Task directions: Return each line of the records holding the string "Helv".

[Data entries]

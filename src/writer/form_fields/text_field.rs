//! Text field widget for PDF forms.
//!
//! Implements text input fields per ISO 32000-1:2008 Section 12.7.4.3.
//!
//! # Example
//!
//! ```
//! use pdf_forge::writer::form_fields::TextFieldWidget;
//! use pdf_forge::geometry::Rect;
//!
//! let field = TextFieldWidget::new("username", Rect::new(72.0, 700.0, 200.0, 20.0))
//!     .with_value("john_doe")
//!     .with_max_length(50)
//!     .required();
//! assert!(field.is_required());
//! ```

use super::{
    default_appearance, field_dict, validate_style, FormFieldWidget, TextAlignment,
    TextFieldFlags, WidgetStyle,
};
use crate::error::{Error, Result};
use crate::geometry::Rect;
use crate::object::{Dict, Object, ObjectRef};
use crate::writer::object_serializer::ObjectSerializer;

/// A text input field widget.
///
/// Text fields can be single-line or multiline, and support password
/// masking, a maximum length and comb formatting.
#[derive(Debug, Clone)]
pub struct TextFieldWidget {
    name: String,
    rect: Rect,
    value: Option<String>,
    default_value: Option<String>,
    max_length: Option<u32>,
    flags: TextFieldFlags,
    alignment: TextAlignment,
    /// Font resource name in the AcroForm `/DR`
    font_name: String,
    font_size: f32,
    text_color: (f32, f32, f32),
    style: WidgetStyle,
}

impl TextFieldWidget {
    /// Create a new text field.
    ///
    /// # Arguments
    ///
    /// * `name` - Unique field name (used for form submission)
    /// * `rect` - Position and size of the field
    pub fn new(name: impl Into<String>, rect: Rect) -> Self {
        Self {
            name: name.into(),
            rect,
            value: None,
            default_value: None,
            max_length: None,
            flags: TextFieldFlags::empty(),
            alignment: TextAlignment::Left,
            font_name: "Helv".to_string(),
            font_size: 12.0,
            text_color: (0.0, 0.0, 0.0),
            style: WidgetStyle::default(),
        }
    }

    /// Set the current value.
    pub fn with_value(mut self, value: impl Into<String>) -> Self {
        self.value = Some(value.into());
        self
    }

    /// Set the default value (used for form reset).
    pub fn with_default_value(mut self, value: impl Into<String>) -> Self {
        self.default_value = Some(value.into());
        self
    }

    /// Set maximum character length.
    pub fn with_max_length(mut self, max_len: u32) -> Self {
        self.max_length = Some(max_len);
        self
    }

    /// Make this a multiline text field.
    pub fn multiline(mut self) -> Self {
        self.flags |= TextFieldFlags::MULTILINE;
        self
    }

    /// Make this a password field (displays asterisks).
    pub fn password(mut self) -> Self {
        self.flags |= TextFieldFlags::PASSWORD;
        self
    }

    /// Make this a comb field; requires a maximum length.
    pub fn comb(mut self) -> Self {
        self.flags |= TextFieldFlags::COMB;
        self
    }

    /// Make the field read-only.
    pub fn read_only(mut self) -> Self {
        self.flags |= TextFieldFlags::READ_ONLY;
        self
    }

    /// Make the field required.
    pub fn required(mut self) -> Self {
        self.flags |= TextFieldFlags::REQUIRED;
        self
    }

    /// Set custom flags.
    pub fn with_flags(mut self, flags: TextFieldFlags) -> Self {
        self.flags = flags;
        self
    }

    /// Set text alignment.
    pub fn with_alignment(mut self, alignment: TextAlignment) -> Self {
        self.alignment = alignment;
        self
    }

    /// Set the font for text display.
    ///
    /// `name` must be a font in the AcroForm default resources (`Helv`).
    pub fn with_font(mut self, name: impl Into<String>, size: f32) -> Self {
        self.font_name = name.into();
        self.font_size = size;
        self
    }

    /// Set text color (RGB, 0.0-1.0).
    pub fn with_text_color(mut self, r: f32, g: f32, b: f32) -> Self {
        self.text_color = (r, g, b);
        self
    }

    /// Replace border, background and tooltip.
    pub fn with_style(mut self, style: WidgetStyle) -> Self {
        self.style = style;
        self
    }

    /// Set tooltip text.
    pub fn with_tooltip(mut self, tooltip: impl Into<String>) -> Self {
        self.style.tooltip = Some(tooltip.into());
        self
    }

    /// Current value.
    pub fn value(&self) -> Option<&str> {
        self.value.as_deref()
    }

    /// Whether the required flag is set.
    pub fn is_required(&self) -> bool {
        self.flags.contains(TextFieldFlags::REQUIRED)
    }
}

impl FormFieldWidget for TextFieldWidget {
    fn field_name(&self) -> &str {
        &self.name
    }

    fn rect(&self) -> Rect {
        self.rect
    }

    fn field_type(&self) -> &'static str {
        "Tx"
    }

    fn field_flags(&self) -> u32 {
        self.flags.bits()
    }

    fn build_field_dict(&self) -> Dict {
        let mut dict = field_dict("Tx", &self.name, self.field_flags());

        if let Some(ref value) = self.value {
            dict.insert("V".to_string(), ObjectSerializer::string(value));
        }
        if let Some(ref dv) = self.default_value {
            dict.insert("DV".to_string(), ObjectSerializer::string(dv));
        }
        if let Some(max_len) = self.max_length {
            dict.insert("MaxLen".to_string(), Object::Integer(max_len as i64));
        }
        dict.insert(
            "DA".to_string(),
            default_appearance(&self.font_name, self.font_size, self.text_color),
        );
        if self.alignment != TextAlignment::Left {
            dict.insert("Q".to_string(), Object::Integer(self.alignment.q_value()));
        }
        dict
    }

    fn build_widget_dict(&self, page_ref: ObjectRef) -> Dict {
        self.style.widget_dict(&self.rect, page_ref, None)
    }

    fn validate_value(&self) -> Result<()> {
        if self.flags.contains(TextFieldFlags::COMB) && self.max_length.is_none() {
            return Err(Error::invalid_document(format!(
                "comb text field '{}' needs a maximum length",
                self.name
            )));
        }
        if let (Some(max), Some(value)) = (self.max_length, &self.value) {
            if value.chars().count() > max as usize {
                return Err(Error::invalid_document(format!(
                    "text field '{}' value exceeds {} characters",
                    self.name, max
                )));
            }
        }
        if !(self.font_size.is_finite() && self.font_size >= 0.0) {
            return Err(Error::invalid_document(format!(
                "text field '{}' font size must be non-negative",
                self.name
            )));
        }
        validate_style(&self.name, &self.style)
    }
}

#[cfg(test)]
mod tests {
    use super::*;

    fn rect() -> Rect {
        Rect::new(72.0, 700.0, 200.0, 20.0)
    }

    #[test]
    fn test_text_field_flags() {
        let field = TextFieldWidget::new("comments", rect()).multiline().password();
        assert!(field.flags.contains(TextFieldFlags::MULTILINE));
        assert!(field.flags.contains(TextFieldFlags::PASSWORD));
        assert!(!field.is_required());
        assert!(TextFieldWidget::new("x", rect()).required().is_required());
    }

    #[test]
    fn test_build_field_dict() {
        let field = TextFieldWidget::new("name", rect())
            .with_value("John Doe")
            .with_max_length(50)
            .with_alignment(TextAlignment::Center)
            .required();

        let dict = field.build_field_dict();

        assert_eq!(dict.get("FT"), Some(&Object::Name("Tx".to_string())));
        assert_eq!(dict.get("T"), Some(&Object::String(b"name".to_vec())));
        assert_eq!(dict.get("V"), Some(&Object::String(b"John Doe".to_vec())));
        assert_eq!(dict.get("MaxLen"), Some(&Object::Integer(50)));
        assert_eq!(dict.get("Ff"), Some(&Object::Integer(2)));
        assert_eq!(dict.get("Q"), Some(&Object::Integer(1)));
        assert_eq!(dict.get("DA"), Some(&Object::String(b"/Helv 12 Tf 0 0 0 rg".to_vec())));
    }

    #[test]
    fn test_no_flags_no_ff() {
        let dict = TextFieldWidget::new("plain", rect()).build_field_dict();
        assert!(!dict.contains_key("Ff"));
        assert!(!dict.contains_key("Q"));
    }

    #[test]
    fn test_validate_value() {
        assert!(TextFieldWidget::new("zip", rect()).comb().validate_value().is_err());
        assert!(TextFieldWidget::new("zip", rect())
            .comb()
            .with_max_length(5)
            .validate_value()
            .is_ok());
        assert!(TextFieldWidget::new("zip", rect())
            .with_max_length(3)
            .with_value("12345")
            .validate_value()
            .is_err());
    }
}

Solution to this problem:
            font_name: "Helv".to_string(),
    /// `name` must be a font in the AcroForm default resources (`Helv`).
        assert_eq!(dict.get("DA"), Some(&Object::String(b"/Helv 12 Tf 0 0 0 rg".to_vec())));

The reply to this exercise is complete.